План моих работ до комиссии он одобрил и поощрил меня к скорейшему выпуску нового издания, которое я хотел озаглавить: "Горе побежденным".
При выходе из его кабинета я столкнулся с английским посланником Бьюкененом. По словам, лично мне знакомого дежурного чиновника министерства, где весь состав служащих оставался прежний, Бьюкенен ежедневно бывал здесь и по часам беседовал с Милюковым.
Новый министр иностранных дел, погруженный в мечты о проливах и Босфоре, чувствовал себя на своем посту, как дома. Он и помолодел и приосанился.
По-видимому, ему и на ум не приходило, что не сегодня, завтра, "улица", его уберет с гамом и криком, с бряцанием оружия, согласно вражеской директиве и ему ничего больше не останется, как находчиво скаламбурить: - "не я ушел, а меня ушли"!
Пришлось мне проникнуть и в кабинет председателя Временного Правительства, министра внутренних дел, князя Львова. Очаровательное впечатление производила его личность и, вместе с тем, тревожные опасения, что он не на своем месте, проникали в сознание.

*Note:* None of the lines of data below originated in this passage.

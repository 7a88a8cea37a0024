use axum::extract::multipart::MultipartRejection;
use axum::extract::rejection::JsonRejection;
use axum::extract::{Multipart, Path, Query, State};
use axum::http::StatusCode;
use axum::response::{IntoResponse, Response};
use axum::routing::{get, patch, put};
use axum::{Json, Router};
use serde::{Deserialize, Serialize};

use crate::accounts::{self, ProfileUpdate};
use crate::auth::handlers::AVATAR_RULE;
use crate::auth::{cleared_cookies, password, session_cookies, start_session};
use crate::db::models::{PublicUser, StoredMedia};
use crate::error::{AppError, AppResult};
use crate::extractors::Principal;
use crate::feed::{self, FeedPage, Scope};
use crate::graph::{self, Direction, FollowEntry, FollowState};
use crate::media::read_form;
use crate::response::{ApiResponse, Page, PageQuery, Pagination};
use crate::state::AppState;

pub fn router() -> Router<AppState> {
    Router::new()
        .route("/users/me", get(me).patch(update_me).delete(delete_me))
        .route("/users/me/change-password", put(change_password))
        .route("/users/{username}", get(profile))
        .route("/users/{username}/follow", patch(toggle_follow))
        .route("/users/{username}/followers", get(followers))
        .route("/users/{username}/following", get(following))
        .route("/users/{username}/chirps", get(user_chirps))
}

#[derive(Debug, Serialize)]
#[serde(rename_all = "camelCase")]
pub struct OwnProfile {
    #[serde(flatten)]
    pub user: PublicUser,
    pub followers_count: i64,
    pub following_count: i64,
}

#[derive(Debug, Serialize)]
#[serde(rename_all = "camelCase")]
pub struct PublicProfile {
    pub full_name: String,
    pub username: String,
    pub avatar: Option<StoredMedia>,
    pub bio: String,
    pub created_at: String,
    pub followers_count: i64,
    pub following_count: i64,
    /// The viewer follows this user
    pub is_following: bool,
    /// This user follows the viewer
    pub follows_you: bool,
}

#[derive(Debug, Serialize)]
#[serde(rename_all = "camelCase")]
pub struct ConnectionList {
    pub users: Vec<FollowEntry>,
    pub is_following_user: bool,
    pub is_followed_by_user: bool,
    pub count: i64,
    pub pagination: Pagination,
}

#[derive(Debug, Deserialize)]
#[serde(rename_all = "camelCase")]
pub struct ChangePasswordRequest {
    pub old_password: Option<String>,
    pub new_password: Option<String>,
}

#[derive(Debug, Serialize)]
#[serde(rename_all = "camelCase")]
pub struct AccessTokenPayload {
    pub access_token: String,
}

async fn me(
    State(state): State<AppState>,
    principal: Principal,
) -> AppResult<ApiResponse<OwnProfile>> {
    let conn = state.db.get()?;
    let user = accounts::find_by_id(&conn, &principal.id)?
        .ok_or_else(|| AppError::NotFound("User does not exist".into()))?;

    Ok(ApiResponse::ok(
        "User fetched successfully",
        OwnProfile {
            followers_count: graph::followers_count(&conn, &user.id)?,
            following_count: graph::following_count(&conn, &user.id)?,
            user: user.into(),
        },
    ))
}

async fn profile(
    State(state): State<AppState>,
    principal: Principal,
    Path(username): Path<String>,
) -> AppResult<ApiResponse<PublicProfile>> {
    let conn = state.db.get()?;
    let user = accounts::require_by_username(&conn, &username)?;

    Ok(ApiResponse::ok(
        "User profile fetched successfully",
        PublicProfile {
            followers_count: graph::followers_count(&conn, &user.id)?,
            following_count: graph::following_count(&conn, &user.id)?,
            is_following: graph::is_following(&conn, &principal.id, &user.id)?,
            follows_you: graph::is_following(&conn, &user.id, &principal.id)?,
            full_name: user.full_name,
            username: user.username,
            avatar: user.avatar,
            bio: user.bio,
            created_at: user.created_at,
        },
    ))
}

async fn toggle_follow(
    State(state): State<AppState>,
    principal: Principal,
    Path(username): Path<String>,
) -> AppResult<ApiResponse<FollowState>> {
    let conn = state.db.get()?;
    let target = accounts::require_by_username(&conn, &username)?;
    let follow = graph::toggle_follow(&conn, &principal.id, &target.id)?;

    let message = if follow.following {
        "Followed user successfully"
    } else {
        "Unfollowed user successfully"
    };
    Ok(ApiResponse::ok(message, follow))
}

async fn followers(
    State(state): State<AppState>,
    principal: Principal,
    Path(username): Path<String>,
    Query(query): Query<PageQuery>,
) -> AppResult<ApiResponse<ConnectionList>> {
    connections(&state, &principal, &username, Direction::Followers, query.into())
        .map(|list| ApiResponse::ok("Followers fetched successfully", list))
}

async fn following(
    State(state): State<AppState>,
    principal: Principal,
    Path(username): Path<String>,
    Query(query): Query<PageQuery>,
) -> AppResult<ApiResponse<ConnectionList>> {
    connections(&state, &principal, &username, Direction::Following, query.into())
        .map(|list| ApiResponse::ok("Following fetched successfully", list))
}

fn connections(
    state: &AppState,
    viewer: &Principal,
    username: &str,
    direction: Direction,
    page: Page,
) -> AppResult<ConnectionList> {
    let conn = state.db.get()?;
    let subject = accounts::require_by_username(&conn, username)?;
    let listed = graph::list_connections(&conn, &subject.id, &viewer.id, direction, page)?;

    Ok(ConnectionList {
        users: listed.users,
        is_following_user: graph::is_following(&conn, &viewer.id, &subject.id)?,
        is_followed_by_user: graph::is_following(&conn, &subject.id, &viewer.id)?,
        count: listed.total,
        pagination: page.meta(listed.total),
    })
}

async fn user_chirps(
    State(state): State<AppState>,
    principal: Principal,
    Path(username): Path<String>,
    Query(query): Query<PageQuery>,
) -> AppResult<ApiResponse<FeedPage>> {
    let conn = state.db.get()?;
    let user = accounts::require_by_username(&conn, &username)?;
    let page = feed::load(&conn, &principal.id, Scope::Author(&user.id), query.into())?;
    Ok(ApiResponse::ok("User chirps fetched successfully", page))
}

/// PATCH /users/me (multipart: fullName?, bio?, avatar?)
async fn update_me(
    State(state): State<AppState>,
    principal: Principal,
    multipart: Result<Multipart, MultipartRejection>,
) -> AppResult<ApiResponse<PublicUser>> {
    let mut form = read_form(
        multipart?,
        &state.config.media_temp_dir(),
        state.config.media.max_upload_bytes,
        &[AVATAR_RULE],
    )
    .await?;

    let full_name = form.trimmed("fullName").map(str::to_string);
    let bio = form.text("bio").map(|b| b.trim().to_string());
    if let Some(bio) = &bio {
        accounts::validate_bio(bio)?;
    }
    let avatar_file = form.take_file("avatar");
    if full_name.is_none() && bio.is_none() && avatar_file.is_none() {
        return Err(AppError::BadRequest("Nothing to update".into()));
    }

    let avatar = match avatar_file {
        Some(file) => Some(state.media.upload(file).await.ok_or(AppError::UploadFailed)?),
        None => None,
    };
    let new_storage_id = avatar.as_ref().map(|a| a.storage_id.clone());

    let updated = state.db.get().map_err(AppError::from).and_then(|conn| {
        accounts::update_profile(
            &conn,
            &principal.id,
            ProfileUpdate {
                full_name,
                bio,
                avatar,
            },
        )
    });

    let (user, replaced) = match updated {
        Ok(done) => done,
        Err(e) => {
            if let Some(id) = new_storage_id {
                state.media.remove(&id).await;
            }
            return Err(e);
        }
    };

    if let Some(old) = replaced {
        state.media.remove(&old.storage_id).await;
    }

    Ok(ApiResponse::ok("Profile updated successfully", user.into()))
}

/// PUT /users/me/change-password
///
/// Rotates the token pair, so refresh tokens held by other sessions stop working.
async fn change_password(
    State(state): State<AppState>,
    principal: Principal,
    payload: Result<Json<ChangePasswordRequest>, JsonRejection>,
) -> AppResult<Response> {
    let Json(req) = payload?;
    let (Some(old_password), Some(new_password)) = (
        req.old_password.filter(|p| !p.is_empty()),
        req.new_password.filter(|p| !p.is_empty()),
    ) else {
        return Err(AppError::BadRequest(
            "Old and new passwords are required".into(),
        ));
    };
    password::validate_new(&new_password)?;

    let current_hash = {
        let conn = state.db.get()?;
        accounts::find_by_id(&conn, &principal.id)?
            .ok_or_else(|| AppError::NotFound("User does not exist".into()))?
            .password_hash
    };
    if !password::verify_blocking(old_password, current_hash).await? {
        return Err(AppError::BadRequest("Old password is incorrect".into()));
    }

    let new_hash = password::hash_blocking(new_password, state.config.auth.bcrypt_cost).await?;
    let pair = {
        let conn = state.db.get()?;
        accounts::set_password(&conn, &principal.id, &new_hash)?;
        start_session(&conn, &principal.id, &state.config)?
    };

    tracing::info!(user_id = %principal.id, "Password changed");

    Ok((
        session_cookies(&pair, &state.config),
        ApiResponse::ok(
            "Password changed successfully",
            AccessTokenPayload {
                access_token: pair.access,
            },
        ),
    )
        .into_response())
}

/// DELETE /users/me
///
/// The user row goes first (its failure fails the request); stored media
/// is removed afterwards, best-effort.
async fn delete_me(State(state): State<AppState>, principal: Principal) -> AppResult<Response> {
    let storage_ids = {
        let conn = state.db.get()?;
        let storage_ids = accounts::owned_storage_ids(&conn, &principal.id)?;
        if !accounts::delete(&conn, &principal.id)? {
            return Err(AppError::NotFound("User does not exist".into()));
        }
        storage_ids
    };

    let failed = state.media.remove_all(&storage_ids).await;
    tracing::info!(
        user_id = %principal.id,
        media = storage_ids.len(),
        failed,
        "Account deleted"
    );

    Ok((
        cleared_cookies(&state.config),
        ApiResponse::message(StatusCode::OK, "Account deleted successfully"),
    )
        .into_response())
}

Самое помещение на площади Александринского театра казалось уютной, барской стариной, с своими, аккуратно расставленными, пузатыми креслами, диванами и стульями. Оставаясь в нем не хотелось верить, что за его стенами все уже беспорядочно, взбаламучено, заплевано и безнадежно растерзано.
Сам князь Львов, на своем посту, отнюдь не имел вида ликующего представителя нового, победного режима. Какая-то сосредоточенно-покорная грусть, казалось, проникала уже все его существо. Движения и слова его были медленны и как-то застенчиво-сдержанны, точно их каждую секунду кто-нибудь намеревался грубо прервать.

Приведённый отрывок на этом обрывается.